What you should do:
Copy out the entries below exactly as they stand, but only from the line containing "repository a95506c0f193b71c" through the line containing "all live here.".

Records:
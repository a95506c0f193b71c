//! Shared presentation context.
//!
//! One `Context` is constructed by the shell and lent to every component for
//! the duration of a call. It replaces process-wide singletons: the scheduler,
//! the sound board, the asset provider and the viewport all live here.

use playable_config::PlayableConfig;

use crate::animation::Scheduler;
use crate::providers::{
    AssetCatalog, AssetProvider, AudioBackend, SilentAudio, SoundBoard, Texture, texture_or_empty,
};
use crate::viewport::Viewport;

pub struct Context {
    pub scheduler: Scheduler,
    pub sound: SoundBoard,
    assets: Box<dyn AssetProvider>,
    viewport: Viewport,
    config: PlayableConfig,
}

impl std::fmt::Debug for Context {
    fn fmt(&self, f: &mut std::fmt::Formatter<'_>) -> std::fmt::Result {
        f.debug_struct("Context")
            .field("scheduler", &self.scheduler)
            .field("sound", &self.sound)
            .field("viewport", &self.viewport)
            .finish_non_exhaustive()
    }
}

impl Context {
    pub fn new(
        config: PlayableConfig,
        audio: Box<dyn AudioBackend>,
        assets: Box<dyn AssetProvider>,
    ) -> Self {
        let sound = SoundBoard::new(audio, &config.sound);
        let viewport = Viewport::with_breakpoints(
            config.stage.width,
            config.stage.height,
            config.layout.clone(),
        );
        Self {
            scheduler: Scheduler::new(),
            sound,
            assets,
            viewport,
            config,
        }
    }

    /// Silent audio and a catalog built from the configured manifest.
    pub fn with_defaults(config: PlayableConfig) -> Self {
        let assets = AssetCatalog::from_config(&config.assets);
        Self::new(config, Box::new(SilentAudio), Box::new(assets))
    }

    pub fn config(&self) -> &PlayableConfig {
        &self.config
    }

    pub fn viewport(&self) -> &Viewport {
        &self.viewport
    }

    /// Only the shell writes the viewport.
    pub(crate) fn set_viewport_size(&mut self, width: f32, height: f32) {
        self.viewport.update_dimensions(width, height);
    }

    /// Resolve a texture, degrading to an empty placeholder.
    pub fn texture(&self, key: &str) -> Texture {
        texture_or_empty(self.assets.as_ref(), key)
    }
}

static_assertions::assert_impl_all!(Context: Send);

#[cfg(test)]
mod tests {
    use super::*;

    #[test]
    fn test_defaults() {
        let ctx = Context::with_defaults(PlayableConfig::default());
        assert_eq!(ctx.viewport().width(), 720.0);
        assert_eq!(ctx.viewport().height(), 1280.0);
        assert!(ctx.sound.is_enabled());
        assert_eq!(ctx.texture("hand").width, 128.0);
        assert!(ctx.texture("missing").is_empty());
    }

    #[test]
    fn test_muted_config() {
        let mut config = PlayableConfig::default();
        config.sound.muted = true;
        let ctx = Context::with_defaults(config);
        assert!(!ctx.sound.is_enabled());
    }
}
...
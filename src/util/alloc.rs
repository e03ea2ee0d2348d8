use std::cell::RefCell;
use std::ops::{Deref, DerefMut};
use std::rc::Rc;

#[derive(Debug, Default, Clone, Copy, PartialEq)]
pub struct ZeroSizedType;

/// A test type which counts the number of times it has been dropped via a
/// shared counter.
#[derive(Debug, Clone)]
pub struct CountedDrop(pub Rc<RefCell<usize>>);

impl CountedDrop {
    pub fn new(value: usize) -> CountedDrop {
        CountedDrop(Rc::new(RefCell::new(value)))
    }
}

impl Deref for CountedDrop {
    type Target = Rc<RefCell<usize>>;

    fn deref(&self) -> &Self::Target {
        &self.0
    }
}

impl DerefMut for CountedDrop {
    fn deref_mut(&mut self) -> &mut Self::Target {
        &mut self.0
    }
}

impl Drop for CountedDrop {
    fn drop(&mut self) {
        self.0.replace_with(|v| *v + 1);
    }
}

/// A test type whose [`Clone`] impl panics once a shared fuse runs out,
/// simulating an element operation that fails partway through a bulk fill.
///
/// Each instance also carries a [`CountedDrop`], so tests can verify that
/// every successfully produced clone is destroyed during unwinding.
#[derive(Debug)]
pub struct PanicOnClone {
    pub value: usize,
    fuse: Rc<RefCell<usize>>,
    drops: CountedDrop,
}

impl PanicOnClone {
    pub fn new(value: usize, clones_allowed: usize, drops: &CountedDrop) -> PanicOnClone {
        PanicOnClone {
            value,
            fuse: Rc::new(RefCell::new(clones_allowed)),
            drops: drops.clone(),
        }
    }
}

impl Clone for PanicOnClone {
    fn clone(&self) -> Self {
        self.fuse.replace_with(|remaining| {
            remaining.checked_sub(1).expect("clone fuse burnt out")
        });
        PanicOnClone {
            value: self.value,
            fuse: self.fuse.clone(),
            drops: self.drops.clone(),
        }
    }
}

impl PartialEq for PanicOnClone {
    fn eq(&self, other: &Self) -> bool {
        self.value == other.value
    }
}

Answer below:
repository a95506c0f193b71c
//! Shared presentation context.
//!
//! One `Context` is constructed by the shell and lent to every component for
//! the duration of a call. It replaces process-wide singletons: the scheduler,
//! the sound board, the asset provider and the viewport all live here.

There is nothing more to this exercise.